Take Alberta’s new home education option for Notification Only as an example. Had this been offered in 1988, it would have been a spectacular triumph. Thirty years later, however, with parents having full choice in where to register for home education, we must ask why we needed to solve a problem that essentially no longer existed. Today, anybody unhappy with their existing situation need only request a change of facilitator or find another willing non-resident board to work with.
Considering that since the early 1990s there has been a facilitator, a school and a board buffering parents from the government, one should question how the new Notification Only option is an improvement when it makes the government the direct family supervisor. The winner is clearly the government, while the home educator’s benefits are debatable.
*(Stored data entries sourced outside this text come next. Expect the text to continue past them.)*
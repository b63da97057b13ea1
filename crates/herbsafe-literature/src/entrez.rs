//! Entrez Client Implementation
//!
//! Provides integration with NCBI PubMed through the Entrez E-utilities.
//!
//! # Features
//!
//! - Blocking HTTP round-trips (esearch, then efetch)
//! - Configurable endpoint, tool name, contact address and API key
//! - Per-round-trip timeout; no retries
//!
//! # Examples
//!
//! ```no_run
//! use herbsafe_domain::traits::LiteratureIndex;
//! use herbsafe_literature::{EntrezClient, EntrezConfig};
//!
//! let client = EntrezClient::new(EntrezConfig::default()).unwrap();
//! let ids = client.search("\"Piper methysticum\" AND hepatotoxicity", 1).unwrap();
//! ```

use crate::parser::{parse_article_xml, parse_search_response};
use crate::{EntrezConfig, LiteratureError};
use herbsafe_domain::traits::LiteratureIndex;
use herbsafe_domain::ArticleSummary;
use reqwest::blocking::{Client, Request};
use reqwest::StatusCode;
use tracing::debug;

/// Database queried for every request
pub const DATABASE: &str = "pubmed";

/// NCBI PubMed client
pub struct EntrezClient {
    config: EntrezConfig,
    client: Client,
}

impl EntrezClient {
    /// Create a new client
    ///
    /// # Errors
    ///
    /// Returns error if the configuration is invalid or the HTTP client
    /// cannot be built.
    pub fn new(config: EntrezConfig) -> Result<Self, LiteratureError> {
        config.validate()?;

        let client = Client::builder()
            .timeout(config.timeout())
            .user_agent(concat!("herbsafe/", env!("CARGO_PKG_VERSION")))
            .build()?;

        Ok(Self { config, client })
    }

    /// The configuration this client was built with
    pub fn config(&self) -> &EntrezConfig {
        &self.config
    }

    /// Build the esearch request for a query
    pub fn search_request(&self, term: &str, max_results: usize) -> Result<Request, LiteratureError> {
        let mut params = vec![
            ("db", DATABASE.to_string()),
            ("term", term.to_string()),
            ("retmax", max_results.to_string()),
            ("retmode", "json".to_string()),
        ];
        params.extend(self.identity_params());

        let request = self
            .client
            .get(self.endpoint("esearch.fcgi"))
            .query(&params)
            .build()?;
        Ok(request)
    }

    /// Build the efetch request for a record identifier
    pub fn fetch_request(&self, id: &str) -> Result<Request, LiteratureError> {
        let mut params = vec![
            ("db", DATABASE.to_string()),
            ("id", id.to_string()),
            ("rettype", "abstract".to_string()),
            ("retmode", "xml".to_string()),
        ];
        params.extend(self.identity_params());

        let request = self
            .client
            .get(self.endpoint("efetch.fcgi"))
            .query(&params)
            .build()?;
        Ok(request)
    }

    fn endpoint(&self, utility: &str) -> String {
        format!("{}/{}", self.config.base_url.trim_end_matches('/'), utility)
    }

    fn identity_params(&self) -> Vec<(&'static str, String)> {
        let mut params = vec![("tool", self.config.tool.clone())];
        if let Some(email) = &self.config.email {
            params.push(("email", email.clone()));
        }
        if let Some(api_key) = &self.config.api_key {
            params.push(("api_key", api_key.clone()));
        }
        params
    }

    /// Execute a request and return the body of a successful response
    fn execute(&self, request: Request) -> Result<String, LiteratureError> {
        debug!(url = %request.url(), "Sending Entrez request");

        let response = self.client.execute(request)?;
        let status = response.status();

        if status == StatusCode::TOO_MANY_REQUESTS {
            return Err(LiteratureError::RateLimited);
        }
        if !status.is_success() {
            let message = response
                .text()
                .unwrap_or_else(|_| "Unknown error".to_string());
            return Err(LiteratureError::Http {
                status: status.as_u16(),
                message,
            });
        }

        Ok(response.text()?)
    }
}

impl LiteratureIndex for EntrezClient {
    type Error = LiteratureError;

    fn search(&self, term: &str, max_results: usize) -> Result<Vec<String>, Self::Error> {
        let request = self.search_request(term, max_results)?;
        let body = self.execute(request)?;
        parse_search_response(&body)
    }

    fn fetch_article(&self, id: &str) -> Result<Option<ArticleSummary>, Self::Error> {
        let request = self.fetch_request(id)?;
        let body = self.execute(request)?;
        parse_article_xml(&body)
    }
}
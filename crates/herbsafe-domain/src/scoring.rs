//! Risk scoring engine
//!
//! Turns a product record and a user profile into a score, a level and the
//! ordered list of factors that contributed. Rules are additive and applied
//! in a fixed order: base risk, BMI, age, liver disease, alcohol.

use crate::{ProductInfo, RiskAssessment, RiskFactor, RiskLevel, UserProfile};

/// BMI below this value counts as underweight
pub const UNDERWEIGHT_BMI: f64 = 18.5;

/// Age from which sensitivity increases
pub const SENIOR_AGE: u32 = 65;

/// Increment for an underweight BMI
pub const LOW_BMI_WEIGHT: u32 = 1;

/// Increment for age at or above [`SENIOR_AGE`]
pub const AGE_WEIGHT: u32 = 1;

/// Increment for a known liver condition
pub const LIVER_DISEASE_WEIGHT: u32 = 2;

/// Increment for regular alcohol use
pub const ALCOHOL_WEIGHT: u32 = 1;

/// Scores at or above this are High
pub const HIGH_THRESHOLD: u32 = 5;

/// Scores at or above this (and below [`HIGH_THRESHOLD`]) are Moderate
pub const MODERATE_THRESHOLD: u32 = 3;

/// Score a product for a user
///
/// Total over any input: missing body measurements skip the BMI rule and
/// unrecognised labels have already resolved to Low.
pub fn compute(product: &ProductInfo, profile: &UserProfile) -> RiskAssessment {
    let mut score = 0;
    let mut factors = Vec::new();

    // 1. Base risk
    let base = product.risk_label.base_score();
    score += base;
    if base > 1 {
        factors.push(RiskFactor::BaseRisk(product.risk_label));
    }

    // 2. Body-mass modifier
    if let Some(bmi) = profile.bmi() {
        if bmi < UNDERWEIGHT_BMI {
            score += LOW_BMI_WEIGHT;
            factors.push(RiskFactor::LowBmi);
        }
    }

    // 3. Age modifier
    if profile.age >= SENIOR_AGE {
        score += AGE_WEIGHT;
        factors.push(RiskFactor::Age);
    }

    // 4. Liver-disease modifier
    if profile.liver_disease {
        score += LIVER_DISEASE_WEIGHT;
        factors.push(RiskFactor::LiverDisease);
    }

    // 5. Alcohol modifier
    if profile.consumes_alcohol {
        score += ALCOHOL_WEIGHT;
        factors.push(RiskFactor::Alcohol);
    }

    let (level, color) = level_of(score);

    RiskAssessment {
        score,
        factors,
        level,
        color,
    }
}

/// Classify a score into a level and its colour hint
///
/// First match wins, in descending order of threshold.
pub fn level_of(score: u32) -> (RiskLevel, &'static str) {
    let level = if score >= HIGH_THRESHOLD {
        RiskLevel::High
    } else if score >= MODERATE_THRESHOLD {
        RiskLevel::Moderate
    } else {
        RiskLevel::Low
    };

    (level, level.color())
}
If AHEA is informing us that it has taken decades to get the Notification Only option passed, is it possible that it is no longer needed? Or does it indicate a level of ineptitude on AHEA’s part or intransigence on the government’s part? Perhaps all of the above.
Until I did my facilitation visits this year, I was completely at a loss as to why anybody could see Notification Only, with no funding and no school supervision, as a positive option. Now that I have come to see just how abusive some of the home education providers can be, I can understand why some parents would want to escape the tyranny of schools and agencies who believe they know better than parents.
What a heart breaker! Once upon a time I saw my “competitors” as colleagues with the common goal of validating parental claims to authority and responsibility in education. Now I see them more as compromisers, far more interested in leading their “flock” back to the better paying public programming we were all wanting to escape at the dawn of this province’s home education movement.